The Necessity of Creativity. . . .
This is the eleventh issue of the FROGMORE PAPERS. It has received little attention from the press. This is, after all, Britain, where mammary glands pass for news and where the Mitfords, Orwell and who-your-Sunday-paper’s-editor-went-to-Cambridge-with-in-the-50’s passes for a cultural heritage. An opinion poll testing British approval ratings for peace, black poetry and sex education in schools is likely to produce depressing results, while hanging dole scroungers, videos and page three would no doubt be enthusiastically endorsed, along with anything else perceived as neither too foreign nor too clever.

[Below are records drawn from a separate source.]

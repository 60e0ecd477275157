use std::fs;
use std::path::{Path, PathBuf};

use clap::{Args, Parser, Subcommand};
use tracing_subscriber::EnvFilter;

use mdsite::Config;

#[derive(Parser)]
#[command(name = "mdsite", version)]
#[command(about = "Build a static HTML site from Markdown files")]
struct Cli {
    #[command(subcommand)]
    command: Commands,
}

#[derive(Subcommand)]
enum Commands {
    /// Copy static assets and render every Markdown page.
    Build(BuildArgs),
    /// Convert a single Markdown file to an HTML fragment.
    Render(RenderArgs),
}

#[derive(Args)]
struct BuildArgs {
    /// Prefix for root-relative links (overrides --base-path)
    #[arg(value_name = "BASE_PATH")]
    base_path_arg: Option<String>,

    /// Config file; relative paths inside it resolve against its directory
    #[arg(short, long, default_value = "mdsite.toml")]
    config: PathBuf,

    #[arg(long)]
    content: Option<PathBuf>,

    #[arg(long = "static")]
    static_dir: Option<PathBuf>,

    #[arg(long)]
    template: Option<PathBuf>,

    #[arg(short, long)]
    output: Option<PathBuf>,

    #[arg(long)]
    base_path: Option<String>,

    /// Log every copied file and generated page
    #[arg(short, long)]
    verbose: bool,
}

#[derive(Args)]
struct RenderArgs {
    /// Input Markdown file
    input: PathBuf,

    /// Output HTML file (defaults to stdout)
    #[arg(short, long)]
    output: Option<PathBuf>,
}

fn main() {
    let cli = Cli::parse();

    let verbose = matches!(&cli.command, Commands::Build(args) if args.verbose);
    let filter = if verbose {
        EnvFilter::new("info")
    } else {
        EnvFilter::try_from_default_env().unwrap_or_else(|_| EnvFilter::new("warn"))
    };
    // stdout carries rendered HTML; logs go to stderr.
    tracing_subscriber::fmt()
        .with_env_filter(filter)
        .with_writer(std::io::stderr)
        .init();

    let result = match cli.command {
        Commands::Build(args) => build(args),
        Commands::Render(args) => render(&args.input, args.output.as_deref()),
    };

    if let Err(e) = result {
        eprintln!("Error: {}", e);
        std::process::exit(1);
    }
}

fn build(args: BuildArgs) -> Result<(), Box<dyn std::error::Error>> {
    let root = args.config.parent().unwrap_or(Path::new(""));
    let mut config = Config::load(&args.config)?.resolve_paths(root);

    if let Some(content) = args.content {
        config.content_dir = content;
    }
    if let Some(static_dir) = args.static_dir {
        config.static_dir = static_dir;
    }
    if let Some(template) = args.template {
        config.template = template;
    }
    if let Some(output) = args.output {
        config.output_dir = output;
    }
    if let Some(base_path) = args.base_path_arg.or(args.base_path) {
        config.base_path = base_path;
    }

    let summary = mdsite::site::build_site(&config)?;
    println!(
        "Built {} pages and copied {} files into {}",
        summary.pages_generated,
        summary.files_copied,
        config.output_dir.display()
    );
    Ok(())
}

fn render(input: &Path, output: Option<&Path>) -> Result<(), Box<dyn std::error::Error>> {
    let markdown = fs::read_to_string(input)
        .map_err(|e| format!("reading {}: {}", input.display(), e))?;
    let html = mdsite::markdown_to_html(&markdown)?;

    match output {
        Some(path) => {
            fs::write(path, html).map_err(|e| format!("writing {}: {}", path.display(), e))?;
            println!("Created {}", path.display());
        }
        None => println!("{html}"),
    }
    Ok(())
}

This rudimentary caricature of the national tendency towards philistinism and xenophobia is, of course, a conventional one — a cliché — though you may feel there is much truth in it. Certainly the opposing liberalism of the literary intelligentsia is also a conventional cliché though that does not necessarily make its views wrong. In any event, Frogmore doesn’t see its role as being self-consciously cross about Britain in the 8O’s in the sense that the ediitor wants to’ fill the pages of the FROGMORE PAPERS with poems about the concrete cows outside Milton Keynes or a lot of guilt about being middle class or growing up in Croydon. On the other hand, angry political work is welcomed quite as much as any other kind of contribution.
Frogmore is about creativity. Everyone who has written for us, whether you, the reader, happen to enjoy their work or not, has taken time off from working, watching T.V., reading advertising and consuming to write something of their own, to create something. In that sense, the writers whose work has been rejected really do make as important a contribution to what Frogmore is about as those whose work has been accepted. For when you’re writing, no-one else is controlling the process: you are in charge, and if you allow yourself to be influenced by books and films and advertising, it is because you’ve selectively chosen to be.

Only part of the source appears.